• **DATA EXTRACT**
---*---

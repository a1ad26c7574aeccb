use canonical_error::{CanonicalError, failed_precondition_error, invalid_argument_error};
use log::{debug, info};

use crate::abstract_cis::{ExposureParam, GainParam};
use crate::cis::{Cis, lock_bus};
use crate::cis_data::GainBound;
use crate::clock::Clock;
use crate::register_bus::RegisterBus;
use crate::sensor_mode::ModeGroupSlot;
use crate::timing::{MAX_SHIFTER, align_down, coarse_from_us, frame_length_from_us,
                    integration_us, raw_integration_pixels, shifter_for};

/// Long-term exposure halves the exposure until it fits in this.
const LONG_TERM_EXPOSURE_UNIT_US: u32 = 125_000;

fn div_ceil(num: u64, den: u64) -> u64 {
    (num + den - 1) / den
}

fn clamp_code(code: u32, min: u32, max: u32) -> u32 {
    code.max(min).min(max)
}

impl<B: RegisterBus, C: Clock> Cis<B, C> {
    pub fn set_exposure_time(&mut self, target: &ExposureParam) -> Result<(), CanonicalError> {
        if target.long_val == 0 || target.short_val == 0 {
            return Err(invalid_argument_error(
                format!("exposure {} must be positive", target).as_str()));
        }
        let start = self.clock.now_us();
        let mode = self.cur_mode_info()?;
        let data = &self.data;
        let (pclk, llp, min_fine) =
            (data.pclk, data.line_length_pck, data.min_fine_integration_time);
        let longest = target.long_val.max(target.short_val);
        let lines = coarse_from_us(pclk, llp, min_fine, longest)?;
        let shifter = shifter_for(lines, mode.min_cit_shifter)
            .max(data.frame_length_lines_shifter);
        let to_coarse = |exposure_us: u32| -> Result<u32, CanonicalError> {
            let raw = coarse_from_us(pclk, llp, min_fine, exposure_us >> shifter)?;
            let aligned = align_down(raw.min(u32::MAX as u64) as u32, mode.align_cit);
            Ok(aligned.max(data.min_coarse_integration_time)
                      .min(data.max_coarse_integration_time))
        };
        let long_coarse = to_coarse(target.long_val)?;
        let short_coarse = to_coarse(target.short_val)?;

        let regs = self.desc.regs;
        let handle = self.bus.clone();
        let mut bus = lock_bus(&handle)?;
        if let Some(aeb) = self.active_aeb_luts() {
            bus.write16(aeb.lut_long + aeb.lut_offset_cit, long_coarse as u16)?;
            bus.write16(aeb.lut_short + aeb.lut_offset_cit, short_coarse as u16)?;
        } else {
            bus.write16(regs.coarse_integration_time, long_coarse as u16)?;
        }
        match regs.cit_shifter {
            Some(reg) => bus.write8(reg, shifter)?,
            None if shifter > 0 => debug!("[set_exposure_time] no shifter register"),
            None => (),
        }

        self.data.cur_long_exposure_coarse = long_coarse;
        self.data.cur_short_exposure_coarse = short_coarse;
        self.data.cur_cit_shifter = shifter;
        self.backup_exposure = *target;
        self.note_parameter_write();
        debug!("[set_exposure_time] {} us: coarse {}/{} shifter {}, took {} us",
               target, long_coarse, short_coarse, shifter, self.clock.now_us() - start);
        Ok(())
    }

    pub fn get_min_exposure_time(&mut self) -> Result<u32, CanonicalError> {
        let data = &self.data;
        let min = integration_us(data.pclk, data.line_length_pck,
                                 data.min_coarse_integration_time,
                                 data.min_fine_integration_time)?;
        self.data.min_exposure_us = min;
        Ok(min)
    }

    pub fn get_max_exposure_time(&mut self) -> Result<u32, CanonicalError> {
        let data = &self.data;
        let max_coarse = data.frame_length_lines
            .saturating_sub(data.max_margin_coarse_integration_time);
        let lines = max_coarse.saturating_mul(1 << data.frame_length_lines_shifter);
        let max = integration_us(data.pclk, data.line_length_pck, lines,
                                 data.max_fine_integration_time)?;
        self.data.max_coarse_integration_time = max_coarse;
        self.data.max_exposure_us = max;
        Ok(max)
    }

    pub fn adjust_frame_duration(&self, exposure_us: u32) -> u32 {
        let data = &self.data;
        let khz = data.pclk as u64 / 1000;
        let llp = data.line_length_pck as u64;
        let min_frame = data.timing.min_frame_us_time;
        if khz == 0 || llp == 0 {
            return min_frame.max(exposure_us);
        }
        let exposure = if exposure_us == 0 { min_frame } else { exposure_us };
        let raw = raw_integration_pixels(khz, data.min_fine_integration_time, exposure);
        let fll = raw / llp + data.max_margin_coarse_integration_time as u64;
        let duration = (fll * llp * 1000 / khz).min(u32::MAX as u64) as u32;
        if self.long_term_mode {
            duration
        } else {
            duration.max(min_frame)
        }
    }

    pub fn set_frame_duration(&mut self, duration_us: u32) -> Result<(), CanonicalError> {
        let data = &self.data;
        let duration = duration_us.max(data.timing.min_frame_us_time);
        let fll = frame_length_from_us(data.pclk, data.line_length_pck, duration)?;
        let min_shift = if self.long_term_mode { data.frame_length_lines_shifter } else { 0 };
        let shifter = shifter_for(fll, min_shift);
        let fll_reg = (fll >> shifter).min(0xFFFF) as u32;

        let regs = self.desc.regs;
        let handle = self.bus.clone();
        let mut bus = lock_bus(&handle)?;
        if let Some(aeb) = self.active_aeb_luts() {
            // Each bracketed frame gets half of the duration.
            let half = (fll_reg / 2) as u16;
            bus.write16(aeb.lut_long + aeb.lut_offset_fll, half)?;
            bus.write16(aeb.lut_short + aeb.lut_offset_fll, half)?;
        } else {
            bus.write16(regs.frame_length_lines, fll_reg as u16)?;
            if let Some(reg) = regs.fll_shifter {
                bus.write8(reg, shifter)?;
            }
        }

        self.backup_frame_duration = duration;
        self.data.cur_frame_us_time = duration;
        self.data.frame_length_lines = fll_reg;
        self.data.frame_length_lines_shifter = shifter;
        self.get_max_exposure_time()?;
        self.note_parameter_write();
        debug!("[set_frame_duration] {} us: fll {} shifter {}", duration, fll_reg, shifter);
        Ok(())
    }

    pub fn set_frame_rate(&mut self, fps: u32) -> Result<(), CanonicalError> {
        let max_fps = self.data.timing.max_fps.max(1);
        let fps = fps.max(1).min(max_fps);
        self.set_frame_duration(1_000_000 / fps)?;
        self.data.timing.min_frame_us_time = self.data.cur_frame_us_time;
        info!("[set_frame_rate] {} fps, frame {} us", fps, self.data.cur_frame_us_time);
        Ok(())
    }

    pub fn adjust_analog_gain(&self, permille: u32) -> u32 {
        let codec = self.model.gain_codec();
        let code = clamp_code(codec.again_code(permille), self.data.min_analog_gain.code,
                              self.data.max_analog_gain.code);
        codec.again_permille(code)
    }

    pub fn set_analog_gain(&mut self, gain: &GainParam) -> Result<(), CanonicalError> {
        let codec = self.model.gain_codec();
        let (min, max) = (self.data.min_analog_gain.code, self.data.max_analog_gain.code);
        let long_code = clamp_code(codec.again_code(gain.long_val), min, max);
        let short_code = clamp_code(codec.again_code(gain.short_val), min, max);

        let handle = self.bus.clone();
        let mut bus = lock_bus(&handle)?;
        if let Some(aeb) = self.active_aeb_luts() {
            bus.write16(aeb.lut_long + aeb.lut_offset_again, long_code as u16)?;
            bus.write16(aeb.lut_short + aeb.lut_offset_again, short_code as u16)?;
        } else {
            bus.write16(self.desc.regs.analog_gain, long_code as u16)?;
        }
        self.backup_again = *gain;
        self.note_parameter_write();
        debug!("[set_analog_gain] {} permille: code {:#x}/{:#x}", gain, long_code, short_code);
        Ok(())
    }

    pub fn get_analog_gain(&mut self) -> Result<u32, CanonicalError> {
        let handle = self.bus.clone();
        let code = lock_bus(&handle)?.read16(self.desc.regs.analog_gain)?;
        Ok(self.model.gain_codec().again_permille(code as u32))
    }

    pub fn get_min_analog_gain(&mut self) -> Result<u32, CanonicalError> {
        let code = self.desc.min_analog_gain;
        let bound = GainBound{code, permille: self.model.gain_codec().again_permille(code)};
        self.data.min_analog_gain = bound;
        Ok(bound.permille)
    }

    /// Limited by the mode the pending sub-mode requests resolve to, so that
    /// a gain set now stays valid after the next seamless switch.
    pub fn get_max_analog_gain(&mut self) -> Result<u32, CanonicalError> {
        let cur = self.data.sens_config_index_cur;
        let mode = if self.aeb_active {
            cur
        } else {
            match self.mode_groups.get(ModeGroupSlot::Default) {
                Some(default_mode) => self.resolve_seamless_target(default_mode).0,
                None => cur,
            }
        };
        let code = self.mode_info(mode)?.max_analog_gain;
        let bound = GainBound{code, permille: self.model.gain_codec().again_permille(code)};
        self.data.max_analog_gain = bound;
        Ok(bound.permille)
    }

    pub fn set_digital_gain(&mut self, gain: &GainParam) -> Result<(), CanonicalError> {
        let codec = self.model.gain_codec();
        let (min, max) = (self.data.min_digital_gain.code, self.data.max_digital_gain.code);
        let long_code = clamp_code(codec.dgain_code(gain.long_val), min, max);
        let short_code = clamp_code(codec.dgain_code(gain.short_val), min, max);

        let handle = self.bus.clone();
        let mut bus = lock_bus(&handle)?;
        if let Some(aeb) = self.active_aeb_luts() {
            bus.write16(aeb.lut_long + aeb.lut_offset_dgain, long_code as u16)?;
            bus.write16(aeb.lut_short + aeb.lut_offset_dgain, short_code as u16)?;
        } else {
            bus.write16(self.desc.regs.digital_gain, long_code as u16)?;
        }
        self.backup_dgain = *gain;
        self.note_parameter_write();
        debug!("[set_digital_gain] {} permille: code {:#x}/{:#x}", gain, long_code, short_code);
        Ok(())
    }

    pub fn get_digital_gain(&mut self) -> Result<u32, CanonicalError> {
        let handle = self.bus.clone();
        let code = lock_bus(&handle)?.read16(self.desc.regs.digital_gain)?;
        Ok(self.model.gain_codec().dgain_permille(code as u32))
    }

    pub fn get_min_digital_gain(&mut self) -> Result<u32, CanonicalError> {
        let code = self.desc.min_digital_gain;
        let bound = GainBound{code, permille: self.model.gain_codec().dgain_permille(code)};
        self.data.min_digital_gain = bound;
        Ok(bound.permille)
    }

    pub fn get_max_digital_gain(&mut self) -> Result<u32, CanonicalError> {
        let code = self.cur_mode_info()?.max_digital_gain;
        let bound = GainBound{code, permille: self.model.gain_codec().dgain_permille(code)};
        self.data.max_digital_gain = bound;
        Ok(bound.permille)
    }

    /// An exposure of a handful of lines loses the fraction of a line that
    /// the coarse integration register cannot express. Scale analog gain up
    /// by the lost fraction, spilling into digital gain at the analog limit.
    /// Exposures below the minimum coarse integration are over-exposed by the
    /// sensor already and are returned unchanged.
    pub fn compensate_gain_for_extremely_br(&self, exposure_us: u32, again: u32, dgain: u32)
                                            -> Result<(u32, u32), CanonicalError> {
        let data = &self.data;
        let khz = data.pclk as u64 / 1000;
        let llp = data.line_length_pck as u64;
        if khz == 0 || llp == 0 {
            return Err(failed_precondition_error("frame timing not initialized"));
        }
        let mode = self.cur_mode_info()?;
        let raw = raw_integration_pixels(khz, data.min_fine_integration_time, exposure_us);
        let coarse = align_down((raw / llp).min(u32::MAX as u64) as u32, mode.align_cit);
        if coarse == 0 || coarse < data.min_coarse_integration_time
            || coarse > self.desc.cit_compensation_threshold
        {
            return Ok((again, dgain));
        }

        let expressed = llp * coarse as u64;
        let max_again = data.max_analog_gain.permille as u64;
        let again64 = again as u64;
        // Always at least one permille up while analog gain has headroom.
        let mut target = div_ceil(again64 * raw, expressed);
        if again64 < max_again {
            target = target.max(again64 + 1);
        }
        let new_again = target.min(max_again).max(again64);
        let mut new_dgain = dgain as u64;
        if target > new_again && new_again > 0 {
            new_dgain = div_ceil(new_dgain * target, new_again)
                .min(data.max_digital_gain.permille as u64)
                .max(dgain as u64);
        }
        debug!("[compensate_gain_for_extremely_br] {} us coarse {}: again {} -> {}, dgain {} -> {}",
               exposure_us, coarse, again, new_again, dgain, new_dgain);
        Ok((new_again as u32, new_dgain as u32))
    }

    /// Exposures past 125 ms program both shifters so that frame length and
    /// coarse integration count in units of 2^shift lines.
    pub fn set_long_term_exposure(&mut self, enable: bool, exposure_us: u32)
                                  -> Result<(), CanonicalError> {
        let regs = self.desc.regs;
        let (Some(fll_reg), Some(cit_reg)) = (regs.fll_shifter, regs.cit_shifter) else {
            return Err(failed_precondition_error(
                format!("{} has no shifter registers", self.desc.name).as_str()));
        };
        let mut shift = 0;
        if enable {
            let mut remaining = exposure_us;
            while remaining > LONG_TERM_EXPOSURE_UNIT_US && shift < MAX_SHIFTER {
                remaining /= 2;
                shift += 1;
            }
        }
        let s = self.desc.seamless;
        let handle = self.bus.clone();
        let mut bus = lock_bus(&handle)?;
        bus.write16(s.page_select, s.page_value)?;
        bus.write8(fll_reg, shift)?;
        bus.write8(cit_reg, shift)?;

        self.long_term_mode = shift > 0;
        self.data.frame_length_lines_shifter = shift;
        self.data.cur_cit_shifter = shift;
        info!("[set_long_term_exposure] enable {} {} us: shift {}", enable, exposure_us, shift);
        Ok(())
    }
}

---*---

• **ASSIGNMENT**
Give the exact lines, and only those, from the line containing "bus.write16(aeb.lut_long + aeb.lut_offset_fll, half)?;" through the line containing "self.data.frame_length_lines_shifter = shifter;" in the entries above.

• **RESPONSE TO THE TASK**
            bus.write16(aeb.lut_long + aeb.lut_offset_fll, half)?;
            bus.write16(aeb.lut_short + aeb.lut_offset_fll, half)?;
        } else {
            bus.write16(regs.frame_length_lines, fll_reg as u16)?;
            if let Some(reg) = regs.fll_shifter {
                bus.write8(reg, shifter)?;
            }
        }

        self.backup_frame_duration = duration;
        self.data.cur_frame_us_time = duration;
        self.data.frame_length_lines = fll_reg;
        self.data.frame_length_lines_shifter = shifter;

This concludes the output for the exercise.